Dari Adi Bin Umairah yang menyatakan: "Aku mendengarkan Rasulullah Saw bersabda : "Sesungguhnya Allah tidak akan mengadzab orang-orang secara massal, karena perbuatan orang tertentu (di antara mereka), kecuali kalau mereka melihat kemunkaran di depan mata mereka, dimana mereka sanggup untuk menolaknya, lalu tidak menolaknya, apabila mereka melakukannya, niscaya Allah akan mengadzab orang (yang melakukan) tadi beserta semua orang (yang ada) secara massal."

Hadits-hadits ini menunjukkan hukum wajibnya menegakkan amar ma'ruf dan nahi munkar, karena itu, hadits-hadits ini juga menunjukkan hukum wajibnya memerintah penguasa untuk melakukan kema'rufan serta mencegahnya dari perbuatan munkar, jelaslah bahwa maksudnya adalah mengoreksi tindakan-tindakan penguasa tersebut, hanya saja, di sana banyak hadits yang menyatakan tentang penguasa secara khusus, yang berarti ta'kid (penguatan) bagi kewajiban melakukan muhasabah, sehingga melakukan koreksi terhadap seorang penguasa, serta memerintahnya agar berbuat ma'ruf dan mencegahnya dari perbuatan munkar itu adalah sesuatu yang sangat penting. Dari Umu 'Atiyah dari Abi Sa'id yang menyatakan : "Rasulullah Saw bersabda : "Sebaik-baik jihad adalah (menyatakan) kata-kata yang haq di depan penguasa yang dlalim."

Dari Abi Umamah yang menyatakan : "Ada seorang laki-laki, pada saat melakukan jumrah ula (melempar batu kerikil yang pertama), bertanya kepada Rasulullah Saw : "Wahai Rasulullah, jihad apa yang paling baik?" Beliau Saw diam, maka ketika melakukan jumrah tsaniyah (melempar batu yang kedua), dia bertanya lagi dan beliau pun diam dan ketika melakukan Jumrah Aqabah (melempar batu yang terakhir), lalu beliau memasukkan kaki beliau ke pelana kuda untuk menaikinya, beliau bertanya : "Mana orang yang tanya tadi?" Dia menjawab: "Aku (di sini) wahai Rasulullah." Beliau menjawab: "(sebaik-baik jihad adalah) kata-kata haq yang disampaikan di depan penguasa yang dlalim."
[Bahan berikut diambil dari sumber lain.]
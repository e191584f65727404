//! Repository for the `presets` table.

use lutshop_core::preset::PresetRecord;
use lutshop_core::types::DbId;
use sqlx::PgPool;

use crate::models::preset::Preset;

const COLUMNS: &str = "id, name, description, category, price, preview_image_url, \
     preset_file_url, is_active, sort_order, created_at, updated_at";

/// Provides list/create/replace operations for presets. There is no delete.
pub struct PresetRepo;

impl PresetRepo {
    /// List every preset in display order: `sort_order` ascending, newest first
    /// within the same `sort_order`.
    pub async fn list(pool: &PgPool) -> Result<Vec<Preset>, sqlx::Error> {
        let query = format!(
            "SELECT {COLUMNS} FROM presets \
             ORDER BY sort_order ASC, created_at DESC, id DESC"
        );
        sqlx::query_as::<_, Preset>(&query).fetch_all(pool).await
    }

    /// Insert a new preset, returning the created row. Any `id` on the input
    /// is ignored.
    pub async fn create(pool: &PgPool, input: &PresetRecord) -> Result<Preset, sqlx::Error> {
        let query = format!(
            "INSERT INTO presets \
                (name, description, category, price, preview_image_url, \
                 preset_file_url, is_active, sort_order) \
             VALUES ($1, $2, $3, $4, $5, $6, $7, $8) \
             RETURNING {COLUMNS}"
        );
        sqlx::query_as::<_, Preset>(&query)
            .bind(&input.name)
            .bind(&input.description)
            .bind(&input.category)
            .bind(input.price)
            .bind(&input.preview_image_url)
            .bind(&input.preset_file_url)
            .bind(input.is_active)
            .bind(input.sort_order)
            .fetch_one(pool)
            .await
    }

    /// Replace every field of a preset and bump `updated_at`.
    ///
    /// Returns `None` when no preset has the given ID.
    pub async fn replace(
        pool: &PgPool,
        id: DbId,
        input: &PresetRecord,
    ) -> Result<Option<Preset>, sqlx::Error> {
        let query = format!(
            "UPDATE presets SET \
                name = $2, description = $3, category = $4, price = $5, \
                preview_image_url = $6, preset_file_url = $7, \
                is_active = $8, sort_order = $9, updated_at = NOW() \
             WHERE id = $1 \
             RETURNING {COLUMNS}"
        );
        sqlx::query_as::<_, Preset>(&query)
            .bind(id)
            .bind(&input.name)
            .bind(&input.description)
            .bind(&input.category)
            .bind(input.price)
            .bind(&input.preview_image_url)
            .bind(&input.preset_file_url)
            .bind(input.is_active)
            .bind(input.sort_order)
            .fetch_optional(pool)
            .await
    }
}
pub mod health;
pub mod presets;

use axum::Router;

use crate::state::AppState;

/// Build the `/api/v1` route tree.
///
/// ```text
/// /presets                 list, create
/// /presets/{id}            replace
/// ```
pub fn api_routes() -> Router<AppState> {
    Router::new().nest("/presets", presets::router())
}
Ini merupakan nash yang ditujukan kepada seorang penguasa, serta kewajiban untuk menyampaikan kata-kata yang haq kepadanya, atau mengoreksinya, maka perjuangan untuk menentang para penguasa yang merampas hak-hak rakyat, atau mengabaikan kewajiban-kewajiban mereka kepada rakyat atau melalaikan salah satu urusan mereka itu hukumnya fardlu, karena Allah telah memfardlukannya, bahkan menganggapnya seperti jihad, malah sebaik-baik jihad, hingga seakan-akan beliau Saw bersabda : "Sebaik-baik jihad di sisi Allah adalah perjuangan menentang penguasa yang dlalim", dalil ini saja sebenarnya cukup untuk membuktikan, bahwa mengoreksi para penguasa hukumnya itu hukumnya wajib.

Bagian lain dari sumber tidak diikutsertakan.